NEW DELHI (Reuters Life!) - Born with both male and female genitalia, a life of uncertainty seemed to await Ali and his family, but changing attitudes means hermaphrodites once-scorned in India are finding their place.

"Every mother waits eagerly for the doctor to announce the sex of the newborn. They tell you if it's a boy or a girl," said Zubeda, Ali's mother, requesting their real names not be used.

"When the doctor is silent, you know something is wrong," she said. "Since there is a social stigma attached in India with people with undetermined sex, I was apprehensive".

Even a decade ago, the secrecy surrounding such cases made it impossible for mixed-gender children to choose their identities and find doctors able to start timely treatment, she said.

Perceived as eunuchs, children with ambiguous genitalia would be forcibly taken away from parents by 'hijras' or eunuchs, to be brought up in secluded communities of their own.

Shunned by a society that cringes at variants, they make a living by singing and dancing. They are often poor and ridiculed.

For Ali, originally raised as a girl, two surgeries and a radical lifestyle change have allowed the 12-year old to live as he wants, as a normal boy.

"As soon as he could walk and talk, he knew that he wanted to be a boy, and look how happy he is today," his mother said.

GOING UNDER THE KNIFE

Doctors say more parents, even from poor, remote areas, are bringing their offspring for treatment, resisting social pressures to hand their children over to eunuch communities or mistakenly raise them as the wrong gender.

But despite improved care, only a fraction of the between 500,000 and 1.2 million hijras in India get treatment.

"I don't think we diagnose more than 1 percent of these patients in time, and then offer them good treatment," said Dr Y.K. Sarin of the Maulana Azad Medical College.

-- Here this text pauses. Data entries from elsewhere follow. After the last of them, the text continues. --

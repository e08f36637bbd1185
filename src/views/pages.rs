//! Page view models
//!
//! Every dashboard page is served as one of these JSON documents. Builders
//! are pure: handlers fetch the data and hand it to a `Presenter`.

use chrono::FixedOffset;
use serde::Serialize;
use uuid::Uuid;

use super::dialog::{event_dialog, resource_dialog, tag_dialog, ConfirmDialog, FormDialog};
use super::filter::{filter_by_tag, TagSelection, ALL};
use super::format::{
    format_date, format_date_time, format_event_date, is_same_day, month_day, offset_from_minutes,
};
use super::navigation::{NavItem, Sidebar};
use crate::config::AppConfig;
use crate::models::{Event, Profile, Resource, ResourceWithTags, Role, Tag};
use crate::utils::helpers::{pluralize, truncate_text, url_host};

/// Characters of a description shown on a card
const SUMMARY_CHARS: usize = 120;

#[derive(Debug, Clone, PartialEq, Serialize)]
pub struct EmptyState {
    pub title: &'static str,
    pub message: &'static str,
}

#[derive(Debug, Clone, PartialEq, Serialize)]
pub struct DateBadge {
    pub month: String,
    pub day: u32,
}

#[derive(Debug, Clone, PartialEq, Serialize)]
pub struct EventCard {
    pub id: Uuid,
    pub title: String,
    pub description: Option<String>,
    pub summary: Option<String>,
    pub location: String,
    pub badge: DateBadge,
    /// Start, or `start - end` when the event spans days
    pub when: String,
    /// `"Mon, Jan 15"`
    pub date: String,
    /// `"6:00 PM - 8:00 PM"`
    pub time: String,
    /// Only set for images on an allowed host
    pub image_url: Option<String>,
}

#[derive(Debug, Clone, PartialEq, Serialize)]
pub struct TagChip {
    pub id: Uuid,
    pub name: String,
}

#[derive(Debug, Clone, PartialEq, Serialize)]
pub struct ResourceCard {
    pub id: Uuid,
    pub name: String,
    pub link: String,
    pub description: Option<String>,
    pub summary: Option<String>,
    pub is_pinned: bool,
    pub created: Option<String>,
    pub tags: Vec<TagChip>,
}

#[derive(Debug, Clone, PartialEq, Serialize)]
pub struct HomePage {
    pub sidebar: Sidebar,
    pub greeting: String,
    pub events: Vec<EventCard>,
    pub events_empty: Option<EmptyState>,
    pub pinned_resources: Vec<ResourceCard>,
    pub resources_empty: Option<EmptyState>,
}

#[derive(Debug, Clone, PartialEq, Serialize)]
pub struct EventsPage {
    pub sidebar: Sidebar,
    pub title: &'static str,
    pub subtitle: String,
    pub events: Vec<EventCard>,
    pub empty: Option<EmptyState>,
}

#[derive(Debug, Clone, PartialEq, Serialize)]
pub struct TagTab {
    pub value: String,
    pub label: String,
    pub selected: bool,
}

#[derive(Debug, Clone, PartialEq, Serialize)]
pub struct ResourcesPage {
    pub sidebar: Sidebar,
    pub tabs: Vec<TagTab>,
    pub selection: TagSelection,
    pub resources: Vec<ResourceCard>,
    pub empty: Option<EmptyState>,
}

/// Current values of the profile settings form
#[derive(Debug, Clone, PartialEq, Serialize)]
pub struct ProfileDefaults {
    pub preferred_name: String,
    pub major: String,
    pub graduation_year: String,
    pub instrument: String,
}

#[derive(Debug, Clone, PartialEq, Serialize)]
pub struct SettingsPage {
    pub sidebar: Sidebar,
    pub email: Option<String>,
    pub action: &'static str,
    pub form: ProfileDefaults,
}

#[derive(Debug, Clone, PartialEq, Serialize)]
pub struct AdminIndexPage {
    pub sidebar: Sidebar,
    pub sections: Vec<NavItem>,
}

#[derive(Debug, Clone, PartialEq, Serialize)]
pub struct AdminEventRow {
    pub card: EventCard,
    pub edit_dialog: FormDialog,
    pub delete_dialog: ConfirmDialog,
}

#[derive(Debug, Clone, PartialEq, Serialize)]
pub struct AdminEventsPage {
    pub sidebar: Sidebar,
    pub count_label: String,
    pub create_dialog: FormDialog,
    pub events: Vec<AdminEventRow>,
    pub empty: Option<EmptyState>,
}

#[derive(Debug, Clone, PartialEq, Serialize)]
pub struct AdminResourceRow {
    pub card: ResourceCard,
    pub edit_dialog: FormDialog,
    pub delete_dialog: ConfirmDialog,
}

#[derive(Debug, Clone, PartialEq, Serialize)]
pub struct AdminResourcesPage {
    pub sidebar: Sidebar,
    pub count_label: String,
    pub create_dialog: FormDialog,
    pub resources: Vec<AdminResourceRow>,
    pub empty: Option<EmptyState>,
}

#[derive(Debug, Clone, PartialEq, Serialize)]
pub struct AdminUserRow {
    pub id: Uuid,
    pub name: String,
    pub email: Option<String>,
    pub major: Option<String>,
    pub graduation_year: Option<i32>,
    pub role: Role,
    /// Own row: role select and delete are disabled
    pub is_self: bool,
    pub role_action: String,
    pub delete_dialog: Option<ConfirmDialog>,
}

#[derive(Debug, Clone, PartialEq, Serialize)]
pub struct AdminUsersPage {
    pub sidebar: Sidebar,
    pub count_label: String,
    pub users: Vec<AdminUserRow>,
}

#[derive(Debug, Clone, PartialEq, Serialize)]
pub struct AdminTagRow {
    pub tag: Tag,
    pub edit_dialog: FormDialog,
    pub delete_dialog: ConfirmDialog,
}

#[derive(Debug, Clone, PartialEq, Serialize)]
pub struct AdminTagsPage {
    pub sidebar: Sidebar,
    pub count_label: String,
    pub create_dialog: FormDialog,
    pub tags: Vec<AdminTagRow>,
}

/// Builds page view models in the configured offset and image allowlist
#[derive(Debug, Clone)]
pub struct Presenter {
    app_name: String,
    offset: FixedOffset,
    image_domains: Vec<String>,
}

impl Presenter {
    pub fn new(config: &AppConfig) -> Self {
        Self {
            app_name: config.name.clone(),
            offset: offset_from_minutes(config.utc_offset_minutes),
            image_domains: config.image_domains.clone(),
        }
    }

    pub fn app_name(&self) -> &str {
        &self.app_name
    }

    pub fn offset(&self) -> FixedOffset {
        self.offset
    }

    fn allowed_image(&self, url: Option<&str>) -> Option<String> {
        let url = url.filter(|u| !u.is_empty())?;
        let host = url_host(url)?;
        self.image_domains
            .iter()
            .any(|domain| domain.eq_ignore_ascii_case(&host))
            .then(|| url.to_string())
    }

    pub fn event_card(&self, event: &Event) -> EventCard {
        let (month, day) = month_day(event.start_time, self.offset);
        let (date, time) = format_event_date(event.start_time, event.end_time, self.offset);
        let when = if is_same_day(event.start_time, event.end_time, self.offset) {
            format_date_time(event.start_time, self.offset)
        } else {
            format!(
                "{} - {}",
                format_date_time(event.start_time, self.offset),
                format_date_time(event.end_time, self.offset)
            )
        };

        EventCard {
            id: event.id,
            title: event.title.clone(),
            description: event.description.clone(),
            summary: event.description.as_deref().map(|d| truncate_text(d, SUMMARY_CHARS)),
            location: event.location.clone(),
            badge: DateBadge { month, day },
            when,
            date,
            time,
            image_url: self.allowed_image(event.image_url.as_deref()),
        }
    }

    pub fn resource_card(&self, resource: &Resource, tags: &[Tag]) -> ResourceCard {
        ResourceCard {
            id: resource.id,
            name: resource.name.clone(),
            link: resource.link.clone(),
            description: resource.description.clone(),
            summary: resource
                .description
                .as_deref()
                .map(|d| truncate_text(d, SUMMARY_CHARS)),
            is_pinned: resource.is_pinned,
            created: resource.created_at.map(|at| format_date(at, self.offset)),
            tags: tags
                .iter()
                .map(|t| TagChip {
                    id: t.id,
                    name: t.name.clone(),
                })
                .collect(),
        }
    }

    pub fn home(
        &self,
        sidebar: Sidebar,
        first_name: Option<&str>,
        events: &[Event],
        pinned: &[Resource],
    ) -> HomePage {
        let greeting = match first_name {
            Some(name) if !name.is_empty() => format!("Welcome to {}, {}.", self.app_name, name),
            _ => format!("Welcome to {}.", self.app_name),
        };

        HomePage {
            sidebar,
            greeting,
            events: events.iter().map(|e| self.event_card(e)).collect(),
            events_empty: events.is_empty().then_some(EmptyState {
                title: "No upcoming events",
                message: "Check back soon for new events!",
            }),
            pinned_resources: pinned.iter().map(|r| self.resource_card(r, &[])).collect(),
            resources_empty: pinned.is_empty().then_some(EmptyState {
                title: "No pinned resources",
                message: "Pinned resources will show up here.",
            }),
        }
    }

    pub fn events(&self, sidebar: Sidebar, events: &[Event]) -> EventsPage {
        EventsPage {
            sidebar,
            title: "Upcoming Events",
            subtitle: format!("Discover what's happening next with {}", self.app_name),
            events: events.iter().map(|e| self.event_card(e)).collect(),
            empty: events.is_empty().then_some(EmptyState {
                title: "No upcoming events",
                message: "Check back soon for new events!",
            }),
        }
    }

    pub fn resources(
        &self,
        sidebar: Sidebar,
        tags: &[Tag],
        resources: &[ResourceWithTags],
        selection: TagSelection,
    ) -> ResourcesPage {
        let mut tabs = vec![TagTab {
            value: ALL.to_string(),
            label: "All".to_string(),
            selected: selection == TagSelection::All,
        }];
        tabs.extend(tags.iter().map(|tag| TagTab {
            value: tag.id.to_string(),
            label: tag.name.clone(),
            selected: selection == TagSelection::Tag(tag.id),
        }));

        let filtered: Vec<ResourceCard> = filter_by_tag(resources, &selection)
            .into_iter()
            .map(|r| self.resource_card(&r.resource, &r.tags))
            .collect();

        ResourcesPage {
            sidebar,
            tabs,
            selection,
            empty: filtered.is_empty().then_some(EmptyState {
                title: "No resources found",
                message: "Try a different tag.",
            }),
            resources: filtered,
        }
    }

    pub fn settings(&self, sidebar: Sidebar, profile: Option<&Profile>) -> SettingsPage {
        let text = |value: Option<&String>| value.cloned().unwrap_or_default();
        SettingsPage {
            sidebar,
            email: profile.and_then(|p| p.email.clone()),
            action: "/settings/profile",
            form: ProfileDefaults {
                preferred_name: text(profile.and_then(|p| p.preferred_name.as_ref())),
                major: text(profile.and_then(|p| p.major.as_ref())),
                graduation_year: profile
                    .and_then(|p| p.graduation_year)
                    .map(|y| y.to_string())
                    .unwrap_or_default(),
                instrument: text(profile.and_then(|p| p.instrument.as_ref())),
            },
        }
    }

    pub fn admin_index(&self, sidebar: Sidebar) -> AdminIndexPage {
        let sections = sidebar
            .groups
            .iter()
            .filter(|g| g.label == "Admin Actions")
            .flat_map(|g| g.items.iter().filter(|i| i.href != "/admin").cloned())
            .collect();
        AdminIndexPage { sidebar, sections }
    }

    pub fn admin_events(&self, sidebar: Sidebar, events: &[Event]) -> AdminEventsPage {
        AdminEventsPage {
            sidebar,
            count_label: format!("{} total", pluralize(events.len(), "event")),
            create_dialog: event_dialog(None, self.offset),
            events: events
                .iter()
                .map(|event| AdminEventRow {
                    card: self.event_card(event),
                    edit_dialog: event_dialog(Some(event), self.offset),
                    delete_dialog: ConfirmDialog::delete(
                        "Event",
                        &event.title,
                        format!("/admin/events/{}/delete", event.id),
                    ),
                })
                .collect(),
            empty: events.is_empty().then_some(EmptyState {
                title: "No events yet",
                message: "Add your first event to get started.",
            }),
        }
    }

    pub fn admin_resources(
        &self,
        sidebar: Sidebar,
        resources: &[ResourceWithTags],
        tags: &[Tag],
    ) -> AdminResourcesPage {
        AdminResourcesPage {
            sidebar,
            count_label: format!("{} total", pluralize(resources.len(), "resource")),
            create_dialog: resource_dialog(None, tags),
            resources: resources
                .iter()
                .map(|item| AdminResourceRow {
                    card: self.resource_card(&item.resource, &item.tags),
                    edit_dialog: resource_dialog(Some(item), tags),
                    delete_dialog: ConfirmDialog::delete(
                        "Resource",
                        &item.resource.name,
                        format!("/admin/resources/{}/delete", item.resource.id),
                    ),
                })
                .collect(),
            empty: resources.is_empty().then_some(EmptyState {
                title: "No resources yet",
                message: "Add your first resource to get started.",
            }),
        }
    }

    pub fn admin_users(&self, sidebar: Sidebar, profiles: &[Profile], current_user: Uuid) -> AdminUsersPage {
        AdminUsersPage {
            sidebar,
            count_label: format!("{} total", pluralize(profiles.len(), "user")),
            users: profiles
                .iter()
                .map(|profile| {
                    let name = profile.display_name().unwrap_or("Unnamed").to_string();
                    let is_self = profile.id == current_user;
                    AdminUserRow {
                        id: profile.id,
                        email: profile.email.clone(),
                        major: profile.major.clone(),
                        graduation_year: profile.graduation_year,
                        role: profile.role,
                        is_self,
                        role_action: format!("/admin/users/{}/role", profile.id),
                        delete_dialog: (!is_self).then(|| {
                            ConfirmDialog::delete(
                                "User",
                                &name,
                                format!("/admin/users/{}/delete", profile.id),
                            )
                        }),
                        name,
                    }
                })
                .collect(),
        }
    }

    pub fn admin_tags(&self, sidebar: Sidebar, tags: &[Tag]) -> AdminTagsPage {
        AdminTagsPage {
            sidebar,
            count_label: format!("{} total", pluralize(tags.len(), "tag")),
            create_dialog: tag_dialog(None),
            tags: tags
                .iter()
                .map(|tag| AdminTagRow {
                    tag: tag.clone(),
                    edit_dialog: tag_dialog(Some(tag)),
                    delete_dialog: ConfirmDialog::delete(
                        "Tag",
                        &tag.name,
                        format!("/admin/tags/{}/delete", tag.id),
                    ),
                })
                .collect(),
        }
    }
}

"Many of them languish in communities undiagnosed or picked up by the hijra community and taken along with them."

And India's age-old cultural preference for sons mean doctors are flooded with requests to turn mixed-gender children into boys, even if that is not always appropriate.

Some propose creating a special category to help hermaphrodites fit in as they are, as in southern Tamil Nadu state, which recently granted transsexuals and transgendered people a "third gender" status with certain privileges.

"They should be given some disability status or special privileges," Sarin said.

"Their genitalia exclude them from all the rights of the society, otherwise they are absolutely normal."